Enrique Krauze presenta a sus “maestros íntimos” del Colegio Israelita de México

ENRIQUE KRAUZE

Este texto fue publicado ayer en el diario Reforma.

He evocado alguna vez a mis maestros de Ingeniería e Historia. Ahora quisiera recordar a ciertos maestros inolvidables de primaria, secundaria y preparatoria.

Amalia Corona fue mi profesora de primero de primaria, en el antediluviano año de 1954. Tendría entonces casi setenta años, por lo que deduzco que fue formada en tiempos porfirianos. Era menuda, morena, de rasgos afilados. Aún percibo su penetrante perfume (una esencia española de las que ya no se usan), sus mejillas polveadas y el carmín que rebasaba la comisura de sus labios. En su salón reinaba un silencio sagrado. Nos enseñó a escribir con letra Palmer llenando planas de cuadernos cuadriculados. Con ella le perdimos el miedo a la aritmética. A los pocos mal portados los reprendía dándoles golpes en las palmas con su larga regla de madera o pellizcándoles el lóbulo del oído. A los perezosos les ponía orejas de burro y los sentaba en un rincón. Todos la respetábamos y muchos la queríamos.

De la secundaria recuerdo a la eminente tabasqueña Rosario María Gutiérrez Eskildsen. Formada en la cruzada vasconcelista, era autora de una gramática española. Nos enseñó reglas de oro para escribir con claridad y nos dio a leer literatura hispanoamericana del XIX: José Eustasio Rivera, Ricardo Güiraldes, Rubén Darío, Amado Nervo. Discutíamos los libros y luego escribíamos pequeños ensayos. Yo tildé de “cursi” la novela María de Jorge Isaacs y ella, con tolerancia, me dio algunas claves secretas para su lectura. Con frecuencia nos hablaba del amor y el desamor: “si uno encuentra el más mínimo defecto en el ser amado, ya no lo ama”.

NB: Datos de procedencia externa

use bytes::{Bytes, BytesMut};
use std::io;
use std::net::SocketAddr;
use std::sync::Arc;
use std::time::Duration;
use tokio::{
    io::{AsyncReadExt, AsyncWriteExt},
    net::TcpStream,
    net::tcp::{OwnedReadHalf, OwnedWriteHalf},
    runtime::Handle,
    select,
    sync::{mpsc, oneshot, watch},
};
use tracing::debug;

use super::{SendCompletion, Task, TransportContext};
use crate::config::TransportConfig;
use crate::session::{Session, SessionId};

// -----------------------------------------------------------------------------
// ----- TcpTransport ----------------------------------------------------------

/// `TransportContext` over a tokio `TcpStream`.
///
/// Sends go through a single writer task, so they hit the socket in the order
/// they were queued. Closing is signalled to both the reader and the writer
/// through one watch channel.
#[derive(Debug)]
pub struct TcpTransport {
    runtime: Handle,
    local_addr: Option<SocketAddr>,
    remote_addr: Option<SocketAddr>,
    commands: mpsc::UnboundedSender<WriterCommand>,
    shutdown: Arc<watch::Sender<bool>>,
}

#[derive(Debug)]
enum WriterCommand {
    Send {
        buf: Bytes,
        done: oneshot::Sender<io::Result<()>>,
    },
    Close,
}

// -----------------------------------------------------------------------------
// ----- TcpTransport: TransportContext ----------------------------------------

impl TransportContext for TcpTransport {
    fn execute(&self, task: Task) {
        self.runtime.spawn(task);
    }

    fn schedule(&self, task: Task, delay: Duration) {
        let mut closed = self.shutdown.subscribe();

        self.runtime.spawn(async move {
            select! {
                _ = tokio::time::sleep(delay) => task.await,
                _ = shutdown_requested(&mut closed) => {}
            }
        });
    }

    fn send(&self, buf: Bytes) -> SendCompletion {
        let (done, completion) = oneshot::channel();

        // If the writer is gone the command is dropped with `done` inside it,
        // which the caller sees as a closed completion.
        let _ = self.commands.send(WriterCommand::Send { buf, done });

        completion
    }

    fn flush_and_close(&self) {
        if self.commands.send(WriterCommand::Close).is_err() {
            self.shutdown.send_replace(true);
        }
    }

    fn close(&self) {
        self.shutdown.send_replace(true);
    }

    fn local_addr(&self) -> Option<SocketAddr> {
        self.local_addr
    }

    fn remote_addr(&self) -> Option<SocketAddr> {
        self.remote_addr
    }
}

// -----------------------------------------------------------------------------
// ----- Serve -----------------------------------------------------------------

/// Drive `session` over `stream` until the connection closes.
///
/// Activates the session, feeds it inbound chunks, and tears it down when the
/// peer hangs up, a read fails, or a close is requested.
pub async fn serve(session: Arc<Session>, stream: TcpStream, config: &TransportConfig) {
    if let Err(e) = stream.set_nodelay(config.nodelay) {
        debug!(session_id = %session.id(), "set_nodelay failed: {e}");
    }

    let local_addr = stream.local_addr().ok();
    let remote_addr = stream.peer_addr().ok();
    let (reader, writer) = stream.into_split();

    let (commands, rx) = mpsc::unbounded_channel();
    let (shutdown, closed) = watch::channel(false);
    let shutdown = Arc::new(shutdown);
    let runtime = Handle::current();

    spawn_writer_task(&runtime, session.id(), writer, rx, shutdown.clone());

    let transport = Arc::new(TcpTransport {
        runtime,
        local_addr,
        remote_addr,
        commands,
        shutdown,
    });

    session.on_connection_active(transport.clone());

    read_loop(&session, reader, closed, config.read_buffer_capacity).await;

    // Stops the writer if the peer went away first.
    transport.close();
    session.on_connection_inactive();
}

// -----------------------------------------------------------------------------
// ----- Internal: Reader ------------------------------------------------------

async fn read_loop(
    session: &Arc<Session>,
    mut reader: OwnedReadHalf,
    mut closed: watch::Receiver<bool>,
    capacity: usize,
) {
    let mut inbox = BytesMut::with_capacity(capacity);

    loop {
        inbox.reserve(capacity);

        select! {
            read_res = reader.read_buf(&mut inbox) => {
                match read_res {
                    Ok(0) => {
                        debug!(session_id = %session.id(), "peer closed connection");
                        break;
                    }
                    Ok(_) => match session.on_data_received(&mut inbox) {
                        Ok(()) => {}
                        Err(e) if e.is_not_connected() => break,
                        Err(e) => {
                            session.on_transport_error(&e);
                            break;
                        }
                    },
                    Err(e) => {
                        session.on_transport_error(&e);
                        break;
                    }
                }
            }

            _ = shutdown_requested(&mut closed) => break,
        }
    }
}

// -----------------------------------------------------------------------------
// ----- Internal: Writer ------------------------------------------------------

fn spawn_writer_task(
    runtime: &Handle,
    session_id: SessionId,
    mut writer: OwnedWriteHalf,
    mut rx: mpsc::UnboundedReceiver<WriterCommand>,
    shutdown: Arc<watch::Sender<bool>>,
) {
    let mut closed = shutdown.subscribe();

    runtime.spawn(async move {
        loop {
            let command = select! {
                command = rx.recv() => command,
                _ = shutdown_requested(&mut closed) => None,
            };

            let Some(command) = command else {
                break;
            };

            match command {
                WriterCommand::Send { buf, done } => {
                    // A peer that stops reading must not pin the writer past close-now.
                    let res = select! {
                        res = write_buf(&mut writer, &buf) => res,
                        _ = shutdown_requested(&mut closed) => {
                            let _ = done.send(Err(io::Error::new(
                                io::ErrorKind::ConnectionAborted,
                                "connection closed while writing",
                            )));
                            break;
                        }
                    };
                    if let Err(e) = &res {
                        debug!(session_id = %session_id, "socket write failed: {e}");
                    }
                    let _ = done.send(res);
                }

                WriterCommand::Close => {
                    select! {
                        res = writer.shutdown() => {
                            if let Err(e) = res {
                                debug!(session_id = %session_id, "socket shutdown failed: {e}");
                            }
                        }
                        _ = shutdown_requested(&mut closed) => {}
                    }
                    shutdown.send_replace(true);
                    break;
                }
            }
        }

        debug!(session_id = %session_id, "writer stopped");
    });
}

async fn write_buf(writer: &mut OwnedWriteHalf, buf: &Bytes) -> io::Result<()> {
    if buf.is_empty() {
        writer.flush().await
    } else {
        writer.write_all(buf).await
    }
}

// -----------------------------------------------------------------------------
// ----- Internal: Helpers -----------------------------------------------------

async fn shutdown_requested(closed: &mut watch::Receiver<bool>) {
    // Err means every sender is gone, which is a shutdown too.
    let _ = closed.wait_for(|closed| *closed).await;
}

// -----------------------------------------------------------------------------
// -----------------------------------------------------------------------------
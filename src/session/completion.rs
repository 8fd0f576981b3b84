use std::future::Future;
use std::pin::Pin;
use std::task::{Context, Poll};
use tokio::sync::{oneshot, watch};

use crate::errors::SessionError;

// -----------------------------------------------------------------------------
// ----- WriteFuture -----------------------------------------------------------

/// Outcome of a single `Session::write`.
///
/// Resolves once the transport reports the buffer written or failed. Dropping
/// it does not cancel the write.
#[derive(Debug)]
pub struct WriteFuture {
    rx: oneshot::Receiver<Result<(), SessionError>>,
}

impl WriteFuture {
    pub(crate) fn new(rx: oneshot::Receiver<Result<(), SessionError>>) -> Self {
        Self { rx }
    }

    pub(crate) fn failed(err: SessionError) -> Self {
        let (tx, rx) = oneshot::channel();
        let _ = tx.send(Err(err));
        Self { rx }
    }
}

impl Future for WriteFuture {
    type Output = Result<(), SessionError>;

    fn poll(mut self: Pin<&mut Self>, cx: &mut Context<'_>) -> Poll<Self::Output> {
        // A dropped sender means the continuation never ran (runtime gone).
        Pin::new(&mut self.rx)
            .poll(cx)
            .map(|res| res.unwrap_or(Err(SessionError::NotConnected)))
    }
}

// -----------------------------------------------------------------------------
// ----- ChainLink -------------------------------------------------------------

/// One position in a session's write chain. The next write waits on it.
pub(crate) struct ChainLink {
    rx: oneshot::Receiver<()>,
}

impl ChainLink {
    pub(crate) fn pending() -> (oneshot::Sender<()>, Self) {
        let (tx, rx) = oneshot::channel();
        (tx, Self { rx })
    }

    pub(crate) fn completed() -> Self {
        let (tx, link) = Self::pending();
        let _ = tx.send(());
        link
    }

    /// Waits for the previous write to settle, whatever its outcome.
    pub(crate) async fn settled(self) {
        let _ = self.rx.await;
    }
}

impl std::fmt::Debug for ChainLink {
    fn fmt(&self, f: &mut std::fmt::Formatter<'_>) -> std::fmt::Result {
        f.write_str("ChainLink")
    }
}

// -----------------------------------------------------------------------------
// ----- CloseFuture -----------------------------------------------------------

/// Resolves once the transport has confirmed the session closed.
///
/// Cheap to clone; every clone observes the same signal.
#[derive(Debug, Clone)]
pub struct CloseFuture {
    rx: watch::Receiver<bool>,
}

impl CloseFuture {
    pub(crate) fn new(rx: watch::Receiver<bool>) -> Self {
        Self { rx }
    }

    pub fn is_closed(&self) -> bool {
        *self.rx.borrow()
    }

    pub async fn wait(mut self) {
        // Err only if the session was dropped, which also means closed.
        let _ = self.rx.wait_for(|closed| *closed).await;
    }
}

// -----------------------------------------------------------------------------
// ----- Tests -----------------------------------------------------------------


// -----------------------------------------------------------------------------
// -----------------------------------------------------------------------------
use std::path::PathBuf;
use thiserror::Error;

// -----------------------------------------------------------------------------
// ----- HandlerError ----------------------------------------------------------

/// Opaque failure raised by a protocol handler callback.
pub type HandlerError = Box<dyn std::error::Error + Send + Sync + 'static>;

// -----------------------------------------------------------------------------
// ----- SessionError ----------------------------------------------------------

#[derive(Debug, Error)]
pub enum SessionError {
    /// The session has no live transport (never activated, or torn down).
    #[error("session is not connected")]
    NotConnected,

    #[error("transport i/o error: {0}")]
    Io(#[from] std::io::Error),

    #[error("handler error: {0}")]
    Handler(#[source] HandlerError),
}

impl SessionError {
    pub fn is_not_connected(&self) -> bool {
        matches!(self, SessionError::NotConnected)
    }
}

// -----------------------------------------------------------------------------
// ----- ConfigError -----------------------------------------------------------

#[derive(Debug, Error)]
pub enum ConfigError {
    #[error("failed to read {path}: {source}")]
    Io {
        path: PathBuf,
        #[source]
        source: std::io::Error,
    },

    #[error("toml parse error: {source}")]
    Toml {
        #[source]
        source: toml::de::Error,
    },

    #[error("invalid config: {0}")]
    Invalid(String),
}

// -----------------------------------------------------------------------------
// ----- Tests -----------------------------------------------------------------


// -----------------------------------------------------------------------------
// -----------------------------------------------------------------------------
use bytes::Bytes;
use std::sync::Arc;

use super::Session;
use crate::errors::HandlerError;

// -----------------------------------------------------------------------------
// ----- SessionHandler --------------------------------------------------------

/// The protocol engine sitting on top of a session.
///
/// Callbacks run on the connection's execution context. `session_closed` is
/// called while the transport is still attached, so addresses and attributes
/// can be read, but work scheduled from it will not run.
pub trait SessionHandler: Send + Sync + 'static {
    fn session_created(&self, session: &Arc<Session>) -> Result<(), HandlerError>;

    fn session_closed(&self, session: &Arc<Session>) -> Result<(), HandlerError>;

    /// `message` is an owned copy; the transport reclaims its own buffer once
    /// this returns, whatever the outcome.
    fn message_received(&self, session: &Arc<Session>, message: Bytes) -> Result<(), HandlerError>;
}
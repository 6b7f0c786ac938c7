//! # 网关转发模块
//!
//! 将控制台发来的 `/api/proxy/{*path}` 请求原样转发到外部后端服务。
//! 无状态、单次尝试、不重试；上游响应按原状态码与 JSON 体回传。

pub mod forwarder;
pub mod handler;
pub mod upstream_url;

pub use forwarder::{CONNECT_FAILURE_MESSAGE, forward_to_upstream};
pub use upstream_url::build_target_url;
//! # Dashboard统计处理器
//!
//! 为控制台首页的卡片与图表提供聚合数据。

use axum::extract::{Query, State};
use axum::response::Response;
use chrono::{Datelike, NaiveDate, Utc};
use entity::{
    attendance, attendance::Entity as Attendance, members, members::Entity as Members,
    packages::Entity as Packages, payments, payments::Entity as Payments,
    trainers, trainers::Entity as Trainers,
};
use sea_orm::{ColumnTrait, EntityTrait, PaginatorTrait, QueryFilter};
use serde::{Deserialize, Serialize};

use crate::management::response;
use crate::management::server::AppState;

/// 趋势查询参数
#[derive(Debug, Deserialize)]
pub struct TrendQuery {
    /// 统计月数，默认 6，最大 24
    pub months: Option<u32>,
}

/// 概览卡片数据
#[derive(Debug, Serialize)]
pub struct OverviewResponse {
    /// 活跃会员数
    pub active_members: u64,
    /// 在职教练数
    pub active_trainers: u64,
    /// 今日到店人次
    pub today_check_ins: u64,
    /// 本月营收（分）
    pub month_revenue_cents: i64,
}

/// 单月营收
#[derive(Debug, Serialize)]
pub struct MonthlyRevenue {
    /// 形如 "2024-03"
    pub month: String,
    pub revenue_cents: i64,
}

/// 套餐分布
#[derive(Debug, Serialize)]
pub struct PackageDistribution {
    pub package_id: i32,
    pub package_name: String,
    pub member_count: u64,
}

/// 月份起点（月初零点）
fn month_start(year: i32, month: u32) -> chrono::NaiveDateTime {
    NaiveDate::from_ymd_opt(year, month, 1)
        .unwrap_or_default()
        .and_hms_opt(0, 0, 0)
        .unwrap_or_default()
}

/// 往前回溯 `back` 个月的 (年, 月)
const fn shift_month(year: i32, month: u32, back: u32) -> (i32, u32) {
    let total = year * 12 + month as i32 - 1 - back as i32;
    (total.div_euclid(12), (total.rem_euclid(12) + 1) as u32)
}

/// 概览卡片
pub async fn get_overview(State(state): State<AppState>) -> Response {
    let db = state.database.as_ref();

    let active_members = match Members::find()
        .filter(members::Column::IsActive.eq(true))
        .count(db)
        .await
    {
        Ok(count) => count,
        Err(err) => {
            tracing::error!("Failed to count active members: {err}");
            return response::app_error(err.into());
        }
    };

    let active_trainers = match Trainers::find()
        .filter(trainers::Column::IsActive.eq(true))
        .count(db)
        .await
    {
        Ok(count) => count,
        Err(err) => {
            tracing::error!("Failed to count active trainers: {err}");
            return response::app_error(err.into());
        }
    };

    let now = Utc::now().naive_utc();
    let today_start = now.date().and_hms_opt(0, 0, 0).unwrap_or_default();

    let today_check_ins = match Attendance::find()
        .filter(attendance::Column::CheckedInAt.gte(today_start))
        .count(db)
        .await
    {
        Ok(count) => count,
        Err(err) => {
            tracing::error!("Failed to count today's check-ins: {err}");
            return response::app_error(err.into());
        }
    };

    let current_month_start = month_start(now.year(), now.month());
    let month_payments = match Payments::find()
        .filter(payments::Column::Status.eq("completed"))
        .filter(payments::Column::PaidAt.gte(current_month_start))
        .all(db)
        .await
    {
        Ok(list) => list,
        Err(err) => {
            tracing::error!("Failed to fetch month payments: {err}");
            return response::app_error(err.into());
        }
    };
    let month_revenue_cents: i64 = month_payments.iter().map(|p| p.amount_cents).sum();

    response::success(OverviewResponse {
        active_members,
        active_trainers,
        today_check_ins,
        month_revenue_cents,
    })
}

/// 营收趋势（按月）
pub async fn get_revenue_trend(
    State(state): State<AppState>,
    Query(query): Query<TrendQuery>,
) -> Response {
    let months = query.months.unwrap_or(6).clamp(1, 24);

    let now = Utc::now().naive_utc();
    let (start_year, start_month) = shift_month(now.year(), now.month(), months - 1);
    let range_start = month_start(start_year, start_month);

    let paid = match Payments::find()
        .filter(payments::Column::Status.eq("completed"))
        .filter(payments::Column::PaidAt.gte(range_start))
        .all(state.database.as_ref())
        .await
    {
        Ok(list) => list,
        Err(err) => {
            tracing::error!("Failed to fetch payments for trend: {err}");
            return response::app_error(err.into());
        }
    };

    // 先铺满所有月份，保证无营收的月份也出现在图表里
    let mut buckets: Vec<MonthlyRevenue> = (0..months)
        .rev()
        .map(|back| {
            let (year, month) = shift_month(now.year(), now.month(), back);
            MonthlyRevenue {
                month: format!("{year:04}-{month:02}"),
                revenue_cents: 0,
            }
        })
        .collect();

    for payment in paid {
        let key = format!(
            "{:04}-{:02}",
            payment.paid_at.year(),
            payment.paid_at.month()
        );
        if let Some(bucket) = buckets.iter_mut().find(|b| b.month == key) {
            bucket.revenue_cents += payment.amount_cents;
        }
    }

    response::success(buckets)
}

/// 会籍分布（按套餐统计活跃会员数）
pub async fn get_membership_distribution(State(state): State<AppState>) -> Response {
    let db = state.database.as_ref();

    let packages_list = match Packages::find().all(db).await {
        Ok(list) => list,
        Err(err) => {
            tracing::error!("Failed to fetch packages for distribution: {err}");
            return response::app_error(err.into());
        }
    };

    let mut distribution = Vec::with_capacity(packages_list.len());
    for package in packages_list {
        let member_count = match Members::find()
            .filter(members::Column::PackageId.eq(package.id))
            .filter(members::Column::IsActive.eq(true))
            .count(db)
            .await
        {
            Ok(count) => count,
            Err(err) => {
                tracing::error!("Failed to count members for package {}: {err}", package.id);
                return response::app_error(err.into());
            }
        };

        distribution.push(PackageDistribution {
            package_id: package.id,
            package_name: package.name,
            member_count,
        });
    }

    response::success(distribution)
}

#[cfg(test)]
mod tests {
    use super::*;

    #[test]
    fn test_shift_month_within_year() {
        assert_eq!(shift_month(2024, 6, 0), (2024, 6));
        assert_eq!(shift_month(2024, 6, 5), (2024, 1));
    }

    #[test]
    fn test_shift_month_across_year() {
        assert_eq!(shift_month(2024, 2, 3), (2023, 11));
        assert_eq!(shift_month(2024, 1, 12), (2023, 1));
        assert_eq!(shift_month(2024, 1, 13), (2022, 12));
    }

    #[test]
    fn test_month_start() {
        let start = month_start(2024, 3);
        assert_eq!(start.to_string(), "2024-03-01 00:00:00");
    }
}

“¿Eres algo de Moisés?”, me preguntó Celia Terrés, la maestra de dibujo. Le dije que era mi padre. (Me tocó en suerte que muchos maestros de secundaria que entre 1959 y 1962 estaban por retirarse -el músico Piña, el químico Nájera, el historiador Montaño, el licenciado Roca, el geógrafo Cedillo- hubiesen sido maestros de mi papá en 1938, año de apertura de la secundaria del Colegio Israelita de México en las calles de San Lorenzo y Mayorazgo). “La Terrés” (delgada, de ceño duro pero alma gentil) nos dio consejos prácticos: el lápiz horizontal para las líneas, vertical para los círculos, el uso del yeso en las esculturas y hasta recetas de bicarbonato contra el sudor de las manos. Muchos años después caí en la cuenta de que era tía de Jaime García Terrés y había sido novia de Julio Torri. ¡Lo que le habría querido preguntar sobre el mundo literario del Ateneo!

Un personaje impresionante era el maestro Baca. He olvidado su nombre pero no su pinta: rollizo, güero casi albino, muy bien trajeado, de una voz profunda y actitud imperiosa. Dedicó la primera clase a la biografía de Tales de Mileto, Euclides de Alejandría y Pitágoras de Samos (insistía en los lugares de origen) y de ahí desprendió el fascinante curso de Trigonometría. ¡La magia de calcular alturas y profundidades con el solo uso de los ángulos, catetos e hipotenusas! Se solazaba en enseñarnos el empleo de logaritmos porque se los sabía de memoria.

El pintoresco Daniel Huacuja era el más viejo de todos. Había nacido en 1883 y fue Académico de la Lengua. Llegaba en camión (como casi todos) y debajo del traje se le salía la pijama de franela roja a cuadros. Nos daba Literatura Española. En su libro de texto recorrimos el Poema del Mío Cid, Los siete infantes de Lara, las novelas de Cervantes, La Celestina, Lope de Vega. Recitaba con donaire la poesía española y en las obras de teatro él mismo encarnaba a los personajes, moviéndose con gracia en el escenario. Un día nos contó que su maestro Guillermo Prieto era un poco astroso porque llegaba a su cátedra de la Preparatoria con manchas de huevo en la solapa.

Dejo al final a Alicia Huerta, la maestra de Historia Universal. Su curso era deslumbrante por el orden riguroso de esquemas, cronologías, personajes, circunstancias. Para los exámenes finales nos encargó críticas de libros. Yo comenté la biografía de Napoleón de Merejkowski, y ella me alentó a seguir. No sé si sus compañeros, los maestros de literatura e historia judía, conocieron su historia personal. Me la narró hace un par de años, poco antes de morir. El director del Colegio Alemán, donde daba clases, la había formado en sus estudios históricos. Un día, aquel hombre descubrió que para completar su ingreso trabajaba también en el Colegio Israelita. Le propuso duplicar el sueldo pero lo condicionó a que dejara su segundo empleo. Ella se negó a hacerlo y renunció al primero. La historia, para doña Alicia, no era sólo una construcción intelectual sino moral.